I make this argument with a view to the type of man-centered “will-worship” that passes for genuine God-centered and God-ordained worship in both the mega-church and Emergent Church movements. While is it totally legitimate to bemoan the histrionics in the past and current mega-churches, the Emergents are taking the silliness in the mega-church a step farther and dabbling in various forms of (Eastern) Mysticism.

The Doctrine of the Sacraments
The Reformers pared down the list of “sacraments” claimed by the Roman Catholic Church from seven to two: Baptism & the Lord’s Supper. The other five are all considered to be ceremonies of man’s devising, except marriage, which is not technically a sacrament anymore than a funeral is. Failing to discriminate between biblical sacraments and the rites originating with man is to confound heaven with earth.[14]
When the sacraments are administered, they are always to be accompanied by the proclamation of the Word.
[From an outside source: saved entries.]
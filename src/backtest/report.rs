//! Backtest output: daily rows, trade log, and summary statistics.

use chrono::NaiveDate;
use serde::{Deserialize, Serialize};
use std::fs::File;
use std::io::{BufWriter, Write};
use std::path::Path;
use tracing::info;

use crate::error::Result;

/// One simulated day, mirror of the state after all actions settled.
#[derive(Debug, Clone, Serialize, Deserialize)]
pub struct DailyRow {
    pub date: NaiveDate,
    pub price: f64,
    pub volatility: f64,
    pub cash: f64,
    pub short_shares: u64,
    pub short_value: f64,
    pub short_pnl: f64,
    pub call_value: f64,
    pub net_liquidation: f64,
    /// cash / short exposure; infinite while flat
    pub cash_buffer_ratio: f64,
}

#[derive(Debug, Clone, Serialize, Deserialize)]
pub struct TradeEvent {
    pub date: NaiveDate,
    pub action: String,
    pub detail: String,
    pub cash_after: f64,
}

#[derive(Debug, Clone, Serialize, Deserialize)]
pub struct SummaryStats {
    pub total_return: f64,
    pub annualized_return: f64,
    pub sharpe_ratio: f64,
    pub max_drawdown: f64,
    pub buffer_ratio_min: f64,
    pub buffer_ratio_avg: f64,
    /// P&L decomposition, dollars
    pub short_pnl: f64,
    pub hedge_pnl: f64,
    pub total_pnl: f64,
}

#[derive(Debug, Clone, Serialize, Deserialize)]
pub struct BacktestReport {
    pub rows: Vec<DailyRow>,
    pub trades: Vec<TradeEvent>,
    pub stats: SummaryStats,
}

impl BacktestReport {
    /// Write the daily rows as CSV.
    pub fn write_daily_csv<P: AsRef<Path>>(&self, path: P) -> Result<()> {
        let file = File::create(path.as_ref())?;
        let mut w = BufWriter::new(file);
        writeln!(
            w,
            "date,price,volatility,cash,short_shares,short_value,short_pnl,call_value,net_liquidation,cash_buffer_ratio"
        )?;
        for row in &self.rows {
            writeln!(
                w,
                "{},{:.4},{:.4},{:.2},{},{:.2},{:.2},{:.2},{:.2},{:.4}",
                row.date,
                row.price,
                row.volatility,
                row.cash,
                row.short_shares,
                row.short_value,
                row.short_pnl,
                row.call_value,
                row.net_liquidation,
                row.cash_buffer_ratio,
            )?;
        }
        w.flush()?;
        info!(rows = self.rows.len(), path = %path.as_ref().display(), "wrote daily results");
        Ok(())
    }
}

/// Summary statistics over the finished daily series.
pub fn compute_stats(
    rows: &[DailyRow],
    initial_capital: f64,
    risk_free_rate: f64,
    short_pnl: f64,
    hedge_pnl: f64,
) -> SummaryStats {
    if rows.is_empty() {
        return SummaryStats {
            total_return: 0.0,
            annualized_return: 0.0,
            sharpe_ratio: 0.0,
            max_drawdown: 0.0,
            buffer_ratio_min: f64::INFINITY,
            buffer_ratio_avg: f64::INFINITY,
            short_pnl,
            hedge_pnl,
            total_pnl: 0.0,
        };
    }

    let final_nl = rows[rows.len() - 1].net_liquidation;
    let total_return = final_nl / initial_capital - 1.0;
    let days = rows.len() as f64;
    let annualized_return = (1.0 + total_return).powf(252.0 / days) - 1.0;

    // daily net-liquidation returns vs the daily risk-free leg
    let mut excess = Vec::with_capacity(rows.len().saturating_sub(1));
    for pair in rows.windows(2) {
        if pair[0].net_liquidation.abs() > f64::EPSILON {
            let r = pair[1].net_liquidation / pair[0].net_liquidation - 1.0;
            excess.push(r - risk_free_rate / 252.0);
        }
    }
    let sharpe_ratio = if excess.len() > 1 {
        let mean = excess.iter().sum::<f64>() / excess.len() as f64;
        let var = excess.iter().map(|r| (r - mean).powi(2)).sum::<f64>()
            / (excess.len() as f64 - 1.0);
        let std = var.sqrt();
        if std > 0.0 {
            mean / std * (252.0f64).sqrt()
        } else {
            0.0
        }
    } else {
        0.0
    };

    let mut peak = f64::MIN;
    let mut max_drawdown = 0.0f64;
    for row in rows {
        peak = peak.max(row.net_liquidation);
        if peak > 0.0 {
            max_drawdown = max_drawdown.max(1.0 - row.net_liquidation / peak);
        }
    }

    let finite: Vec<f64> = rows
        .iter()
        .map(|r| r.cash_buffer_ratio)
        .filter(|b| b.is_finite())
        .collect();
    let (buffer_ratio_min, buffer_ratio_avg) = if finite.is_empty() {
        (f64::INFINITY, f64::INFINITY)
    } else {
        let min = finite.iter().fold(f64::INFINITY, |a, b| a.min(*b));
        let avg = finite.iter().sum::<f64>() / finite.len() as f64;
        (min, avg)
    };

    SummaryStats {
        total_return,
        annualized_return,
        sharpe_ratio,
        max_drawdown,
        buffer_ratio_min,
        buffer_ratio_avg,
        short_pnl,
        hedge_pnl,
        total_pnl: final_nl - initial_capital,
    }
}

#[cfg(test)]
mod tests {
    use super::*;

    fn row(date: &str, nl: f64, buffer: f64) -> DailyRow {
        DailyRow {
            date: date.parse().unwrap(),
            price: 50.0,
            volatility: 0.5,
            cash: 15_000.0,
            short_shares: 100,
            short_value: 5_000.0,
            short_pnl: 0.0,
            call_value: 100.0,
            net_liquidation: nl,
            cash_buffer_ratio: buffer,
        }
    }

    #[test]
    fn stats_on_flat_series() {
        let rows = vec![
            row("2024-01-02", 10_000.0, 3.0),
            row("2024-01-03", 10_000.0, 3.1),
            row("2024-01-04", 10_000.0, 2.9),
        ];
        let stats = compute_stats(&rows, 10_000.0, 0.05, 0.0, 0.0);
        assert!(stats.total_return.abs() < 1e-12);
        assert!(stats.max_drawdown.abs() < 1e-12);
        assert!((stats.buffer_ratio_min - 2.9).abs() < 1e-12);
        assert!((stats.buffer_ratio_avg - 3.0).abs() < 1e-12);
    }

    #[test]
    fn drawdown_tracks_peak() {
        let rows = vec![
            row("2024-01-02", 10_000.0, 3.0),
            row("2024-01-03", 12_000.0, 3.0),
            row("2024-01-04", 9_000.0, 3.0),
            row("2024-01-05", 11_000.0, 3.0),
        ];
        let stats = compute_stats(&rows, 10_000.0, 0.05, 0.0, 0.0);
        assert!((stats.max_drawdown - 0.25).abs() < 1e-12);
        assert!((stats.total_pnl - 1_000.0).abs() < 1e-9);
    }

    #[test]
    fn infinite_buffers_are_excluded() {
        let rows = vec![
            row("2024-01-02", 10_000.0, f64::INFINITY),
            row("2024-01-03", 10_000.0, 3.5),
        ];
        let stats = compute_stats(&rows, 10_000.0, 0.05, 0.0, 0.0);
        assert!((stats.buffer_ratio_min - 3.5).abs() < 1e-12);
    }

    #[test]
    fn csv_roundtrip_shape() {
        let report = BacktestReport {
            rows: vec![row("2024-01-02", 10_000.0, 3.0)],
            trades: vec![],
            stats: compute_stats(&[], 10_000.0, 0.05, 0.0, 0.0),
        };
        let path = std::env::temp_dir().join("edgebot_report_test.csv");
        report.write_daily_csv(&path).unwrap();
        let content = std::fs::read_to_string(&path).unwrap();
        assert!(content.starts_with("date,price,volatility"));
        assert_eq!(content.lines().count(), 2);
        std::fs::remove_file(&path).ok();
    }
}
He writes, “Lastly, we have recalled the ancient custom that the administration of the sacraments at the same time be accompanied by doctrine, expounding with all diligence and fidelity both their advantages and their legitimate use…”[15] In this quotation, Calvin gives us insight not only into the nature of his sacramentology, but also into what should be preached. Quoting a well known dictum from Gratian (master of canon law in the 12th century) he reiterates, “If the Word is wanting, the water is nothing but an element.”[16]
With regards to the Lord’s Supper, Calvin states that it was not merely corrupted but nearly abolished in the Roman Catholic Church. This desecration took place in the development of the Roman Catholic doctrine of transubstantiation. His criticisms of the Romish view of the Lord’s Supper can be summarized as follows: “while the sacrament ought to have been a means of elevating pious minds to heaven, the sacred symbols of the Supper were abused for an entirely different purpose, and men, content with gazing upon them and worshipping them, never once raised their mind to Christ.”[17]
With regards to the presence of Christ in the holy meal, Calvin advocates that Christ is truly present as he is in the Word. The Holy Spirit is the chain (Latin: viniculum) between the human nature of Christ and Christ’s congregation. Part of the work of the Spirit is to take everything from the risen and ascended Savior and to impart that unto our hungry and thirsty souls unto eternal life. This is why he says, “First, we exhort all to come with faith, that by means of it they may inwardly discern the thing which is visibly represented, that is the spiritual food by which alone their souls are nourished unto life eternal. We hold that in this ordinance the Lord does not promise or set forth by signs, anything which he does not exhibit in reality.”[18]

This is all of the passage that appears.